▸ Task goal:
Look through the material below and give the number of lines where the string "display" occurs, with nothing added.
---*---
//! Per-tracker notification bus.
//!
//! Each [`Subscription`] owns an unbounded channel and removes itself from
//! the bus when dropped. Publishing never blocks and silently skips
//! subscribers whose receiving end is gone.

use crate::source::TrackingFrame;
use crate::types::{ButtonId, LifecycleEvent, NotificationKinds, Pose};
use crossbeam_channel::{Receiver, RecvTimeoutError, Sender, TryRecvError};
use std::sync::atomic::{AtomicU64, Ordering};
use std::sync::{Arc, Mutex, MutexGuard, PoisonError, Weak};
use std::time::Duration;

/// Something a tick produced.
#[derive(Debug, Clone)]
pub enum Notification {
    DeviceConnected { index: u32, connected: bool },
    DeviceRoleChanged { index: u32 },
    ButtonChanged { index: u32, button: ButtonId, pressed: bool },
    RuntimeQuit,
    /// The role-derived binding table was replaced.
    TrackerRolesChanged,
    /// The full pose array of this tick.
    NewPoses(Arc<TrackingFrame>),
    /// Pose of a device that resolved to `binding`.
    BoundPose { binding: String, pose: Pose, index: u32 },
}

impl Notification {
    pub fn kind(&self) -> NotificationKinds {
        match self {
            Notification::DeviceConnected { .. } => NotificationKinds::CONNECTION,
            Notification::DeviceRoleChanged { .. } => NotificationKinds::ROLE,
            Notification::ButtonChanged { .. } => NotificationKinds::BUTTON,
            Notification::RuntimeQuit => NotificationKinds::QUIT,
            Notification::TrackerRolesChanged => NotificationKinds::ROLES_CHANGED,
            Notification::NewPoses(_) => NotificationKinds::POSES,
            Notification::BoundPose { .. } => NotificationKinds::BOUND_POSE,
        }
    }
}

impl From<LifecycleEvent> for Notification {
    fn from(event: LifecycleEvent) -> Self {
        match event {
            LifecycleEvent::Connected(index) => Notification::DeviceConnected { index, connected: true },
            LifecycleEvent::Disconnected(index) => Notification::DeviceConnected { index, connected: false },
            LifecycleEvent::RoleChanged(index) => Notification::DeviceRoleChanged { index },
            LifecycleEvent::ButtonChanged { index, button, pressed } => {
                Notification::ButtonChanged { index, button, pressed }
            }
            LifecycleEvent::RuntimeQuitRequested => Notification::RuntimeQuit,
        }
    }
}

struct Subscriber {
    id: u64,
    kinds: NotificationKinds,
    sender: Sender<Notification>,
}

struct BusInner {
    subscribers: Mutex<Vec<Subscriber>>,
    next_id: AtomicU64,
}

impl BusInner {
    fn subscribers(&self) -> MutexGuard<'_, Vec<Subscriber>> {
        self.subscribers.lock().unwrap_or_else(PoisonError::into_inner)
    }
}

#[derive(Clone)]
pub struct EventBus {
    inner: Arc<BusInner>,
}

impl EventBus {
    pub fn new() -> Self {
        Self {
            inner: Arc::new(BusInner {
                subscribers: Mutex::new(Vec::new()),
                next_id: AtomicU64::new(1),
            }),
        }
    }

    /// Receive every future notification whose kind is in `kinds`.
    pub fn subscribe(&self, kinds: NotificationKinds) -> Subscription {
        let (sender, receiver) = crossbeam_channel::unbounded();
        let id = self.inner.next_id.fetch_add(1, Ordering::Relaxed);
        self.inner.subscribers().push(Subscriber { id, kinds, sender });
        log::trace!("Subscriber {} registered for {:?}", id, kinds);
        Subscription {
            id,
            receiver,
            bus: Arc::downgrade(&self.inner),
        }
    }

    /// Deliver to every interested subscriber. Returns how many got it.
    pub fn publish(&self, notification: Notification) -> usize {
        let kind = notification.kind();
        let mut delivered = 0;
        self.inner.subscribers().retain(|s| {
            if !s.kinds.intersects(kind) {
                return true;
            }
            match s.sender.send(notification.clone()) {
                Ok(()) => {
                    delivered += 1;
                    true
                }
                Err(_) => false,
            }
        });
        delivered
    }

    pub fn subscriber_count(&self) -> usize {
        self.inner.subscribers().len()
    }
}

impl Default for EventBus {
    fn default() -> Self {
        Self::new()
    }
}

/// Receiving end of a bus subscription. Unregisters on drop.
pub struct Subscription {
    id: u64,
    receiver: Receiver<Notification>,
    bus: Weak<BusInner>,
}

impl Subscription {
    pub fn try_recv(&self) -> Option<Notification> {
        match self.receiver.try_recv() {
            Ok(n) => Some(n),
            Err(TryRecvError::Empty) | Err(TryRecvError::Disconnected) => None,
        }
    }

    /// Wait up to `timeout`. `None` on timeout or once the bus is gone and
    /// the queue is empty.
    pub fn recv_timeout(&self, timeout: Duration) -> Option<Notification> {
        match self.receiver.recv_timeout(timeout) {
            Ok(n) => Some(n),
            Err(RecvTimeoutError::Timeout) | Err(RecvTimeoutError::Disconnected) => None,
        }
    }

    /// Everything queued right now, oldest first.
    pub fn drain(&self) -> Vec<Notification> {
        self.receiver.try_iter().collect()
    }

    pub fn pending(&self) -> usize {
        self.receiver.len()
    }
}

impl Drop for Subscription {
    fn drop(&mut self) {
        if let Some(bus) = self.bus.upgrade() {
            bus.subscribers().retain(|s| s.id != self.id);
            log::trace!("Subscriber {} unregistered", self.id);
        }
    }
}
---*---
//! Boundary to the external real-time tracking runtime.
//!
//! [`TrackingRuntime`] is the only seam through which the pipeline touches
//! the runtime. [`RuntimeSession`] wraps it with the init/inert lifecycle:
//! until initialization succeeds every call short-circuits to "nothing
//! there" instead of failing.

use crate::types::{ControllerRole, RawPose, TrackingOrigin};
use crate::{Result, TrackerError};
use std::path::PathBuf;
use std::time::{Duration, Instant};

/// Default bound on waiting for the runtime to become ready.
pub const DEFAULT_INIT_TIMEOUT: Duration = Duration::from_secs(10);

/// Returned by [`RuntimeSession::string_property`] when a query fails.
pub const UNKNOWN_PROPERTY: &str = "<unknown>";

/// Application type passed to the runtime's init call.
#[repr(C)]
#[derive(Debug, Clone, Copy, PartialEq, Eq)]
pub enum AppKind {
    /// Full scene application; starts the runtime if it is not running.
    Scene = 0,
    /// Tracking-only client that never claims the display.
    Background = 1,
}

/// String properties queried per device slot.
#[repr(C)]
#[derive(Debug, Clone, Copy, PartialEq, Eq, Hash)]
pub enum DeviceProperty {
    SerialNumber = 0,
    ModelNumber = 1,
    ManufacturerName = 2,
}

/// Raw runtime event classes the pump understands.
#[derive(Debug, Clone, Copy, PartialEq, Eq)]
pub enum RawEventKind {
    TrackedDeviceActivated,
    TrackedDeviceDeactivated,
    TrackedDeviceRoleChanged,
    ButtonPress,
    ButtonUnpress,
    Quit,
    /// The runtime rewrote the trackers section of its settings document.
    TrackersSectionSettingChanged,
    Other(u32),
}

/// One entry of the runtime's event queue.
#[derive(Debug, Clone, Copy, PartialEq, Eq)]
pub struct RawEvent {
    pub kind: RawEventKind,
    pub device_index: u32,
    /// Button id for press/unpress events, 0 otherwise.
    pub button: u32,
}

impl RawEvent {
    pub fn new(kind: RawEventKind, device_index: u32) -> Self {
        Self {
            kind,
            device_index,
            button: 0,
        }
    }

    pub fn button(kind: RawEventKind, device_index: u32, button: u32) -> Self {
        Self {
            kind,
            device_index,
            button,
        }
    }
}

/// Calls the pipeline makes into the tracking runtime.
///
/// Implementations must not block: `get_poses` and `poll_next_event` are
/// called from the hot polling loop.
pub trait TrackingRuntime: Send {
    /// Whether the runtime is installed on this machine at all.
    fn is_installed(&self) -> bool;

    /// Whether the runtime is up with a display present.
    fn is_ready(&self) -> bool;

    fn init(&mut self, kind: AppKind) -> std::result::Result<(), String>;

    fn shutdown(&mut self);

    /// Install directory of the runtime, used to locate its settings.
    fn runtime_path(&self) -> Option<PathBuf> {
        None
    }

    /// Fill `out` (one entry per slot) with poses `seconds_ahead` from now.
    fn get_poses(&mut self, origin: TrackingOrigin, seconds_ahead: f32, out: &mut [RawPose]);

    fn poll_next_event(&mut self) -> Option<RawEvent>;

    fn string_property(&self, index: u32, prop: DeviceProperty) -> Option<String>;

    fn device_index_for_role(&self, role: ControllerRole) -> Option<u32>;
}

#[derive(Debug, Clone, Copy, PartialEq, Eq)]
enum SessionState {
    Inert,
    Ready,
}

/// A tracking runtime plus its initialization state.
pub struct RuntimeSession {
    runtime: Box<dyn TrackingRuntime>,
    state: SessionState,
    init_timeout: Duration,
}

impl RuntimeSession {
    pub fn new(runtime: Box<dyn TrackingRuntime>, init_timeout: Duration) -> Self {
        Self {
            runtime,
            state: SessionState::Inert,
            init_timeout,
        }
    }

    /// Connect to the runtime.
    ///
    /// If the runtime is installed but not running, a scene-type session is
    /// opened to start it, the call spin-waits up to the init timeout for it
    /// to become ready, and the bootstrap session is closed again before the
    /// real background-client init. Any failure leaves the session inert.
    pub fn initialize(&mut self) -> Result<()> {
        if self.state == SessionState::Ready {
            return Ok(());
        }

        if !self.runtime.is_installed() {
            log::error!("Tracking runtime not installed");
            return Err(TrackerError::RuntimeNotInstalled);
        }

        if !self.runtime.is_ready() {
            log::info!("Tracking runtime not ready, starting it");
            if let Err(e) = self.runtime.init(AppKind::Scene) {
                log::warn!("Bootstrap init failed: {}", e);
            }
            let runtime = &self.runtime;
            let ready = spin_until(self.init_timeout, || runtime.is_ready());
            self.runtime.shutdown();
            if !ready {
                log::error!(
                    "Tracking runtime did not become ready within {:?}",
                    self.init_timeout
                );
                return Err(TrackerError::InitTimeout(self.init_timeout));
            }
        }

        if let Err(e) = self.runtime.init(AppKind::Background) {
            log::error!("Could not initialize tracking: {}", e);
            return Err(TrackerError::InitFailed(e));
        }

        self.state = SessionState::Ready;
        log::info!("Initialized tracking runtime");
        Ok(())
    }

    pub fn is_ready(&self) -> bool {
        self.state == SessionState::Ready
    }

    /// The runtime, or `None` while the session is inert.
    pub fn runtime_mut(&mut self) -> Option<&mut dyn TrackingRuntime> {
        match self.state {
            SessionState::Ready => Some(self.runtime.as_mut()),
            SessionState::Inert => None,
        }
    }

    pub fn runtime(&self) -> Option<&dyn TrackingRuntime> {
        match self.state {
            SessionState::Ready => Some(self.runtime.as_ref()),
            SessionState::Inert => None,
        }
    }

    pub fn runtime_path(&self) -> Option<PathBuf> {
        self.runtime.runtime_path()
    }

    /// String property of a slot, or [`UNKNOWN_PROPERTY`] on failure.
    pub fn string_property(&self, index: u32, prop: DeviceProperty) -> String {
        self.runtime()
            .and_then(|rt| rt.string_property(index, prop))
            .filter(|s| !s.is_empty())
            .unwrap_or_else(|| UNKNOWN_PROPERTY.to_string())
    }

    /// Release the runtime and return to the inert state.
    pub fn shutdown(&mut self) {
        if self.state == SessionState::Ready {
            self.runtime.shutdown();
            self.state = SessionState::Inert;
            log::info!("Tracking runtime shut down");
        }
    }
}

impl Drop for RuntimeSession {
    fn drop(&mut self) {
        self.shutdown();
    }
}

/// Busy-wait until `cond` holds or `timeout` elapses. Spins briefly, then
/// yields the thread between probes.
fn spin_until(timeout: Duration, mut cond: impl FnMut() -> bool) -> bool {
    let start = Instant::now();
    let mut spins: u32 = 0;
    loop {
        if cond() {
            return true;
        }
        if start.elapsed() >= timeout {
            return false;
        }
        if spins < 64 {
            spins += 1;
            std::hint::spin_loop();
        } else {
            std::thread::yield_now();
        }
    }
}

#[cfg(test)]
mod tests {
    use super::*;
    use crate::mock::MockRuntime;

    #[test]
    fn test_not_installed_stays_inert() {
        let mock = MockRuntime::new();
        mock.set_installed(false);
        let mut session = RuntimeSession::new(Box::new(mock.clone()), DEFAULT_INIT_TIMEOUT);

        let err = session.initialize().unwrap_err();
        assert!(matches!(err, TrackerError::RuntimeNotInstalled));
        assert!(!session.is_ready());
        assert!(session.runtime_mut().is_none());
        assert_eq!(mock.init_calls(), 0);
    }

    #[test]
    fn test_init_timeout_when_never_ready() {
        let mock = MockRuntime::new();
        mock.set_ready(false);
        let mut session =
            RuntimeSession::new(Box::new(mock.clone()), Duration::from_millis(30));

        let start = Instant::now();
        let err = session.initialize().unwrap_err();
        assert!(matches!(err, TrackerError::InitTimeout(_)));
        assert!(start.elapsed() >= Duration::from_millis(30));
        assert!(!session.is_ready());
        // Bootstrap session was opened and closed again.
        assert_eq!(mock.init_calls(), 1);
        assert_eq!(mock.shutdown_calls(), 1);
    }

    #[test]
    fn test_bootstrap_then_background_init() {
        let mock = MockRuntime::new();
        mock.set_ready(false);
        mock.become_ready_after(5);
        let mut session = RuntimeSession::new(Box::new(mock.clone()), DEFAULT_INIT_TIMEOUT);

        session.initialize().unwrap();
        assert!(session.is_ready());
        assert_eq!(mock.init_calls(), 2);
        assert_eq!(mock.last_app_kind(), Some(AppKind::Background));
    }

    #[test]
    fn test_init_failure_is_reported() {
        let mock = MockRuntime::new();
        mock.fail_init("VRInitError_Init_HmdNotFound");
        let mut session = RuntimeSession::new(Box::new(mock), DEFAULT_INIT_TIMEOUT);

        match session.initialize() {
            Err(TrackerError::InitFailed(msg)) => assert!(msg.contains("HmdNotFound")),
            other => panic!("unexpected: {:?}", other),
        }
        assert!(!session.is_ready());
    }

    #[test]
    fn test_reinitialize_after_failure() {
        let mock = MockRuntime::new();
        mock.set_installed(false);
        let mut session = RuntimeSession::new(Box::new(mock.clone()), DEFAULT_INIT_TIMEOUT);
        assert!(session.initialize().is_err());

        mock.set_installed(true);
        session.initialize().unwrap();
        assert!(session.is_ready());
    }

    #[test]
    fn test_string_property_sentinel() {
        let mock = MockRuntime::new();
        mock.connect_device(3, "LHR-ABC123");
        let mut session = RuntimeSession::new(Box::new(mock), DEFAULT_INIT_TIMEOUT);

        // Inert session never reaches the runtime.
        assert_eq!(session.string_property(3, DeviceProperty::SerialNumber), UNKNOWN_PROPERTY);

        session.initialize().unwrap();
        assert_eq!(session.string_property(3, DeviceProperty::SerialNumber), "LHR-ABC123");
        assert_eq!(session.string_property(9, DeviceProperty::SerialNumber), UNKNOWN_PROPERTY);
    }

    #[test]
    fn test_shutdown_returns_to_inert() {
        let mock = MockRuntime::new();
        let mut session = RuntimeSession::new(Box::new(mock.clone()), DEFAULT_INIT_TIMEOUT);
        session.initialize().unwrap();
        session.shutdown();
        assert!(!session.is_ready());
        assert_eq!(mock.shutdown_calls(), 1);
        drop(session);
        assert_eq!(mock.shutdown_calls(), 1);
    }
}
---*---
▸ Exercise solution:
2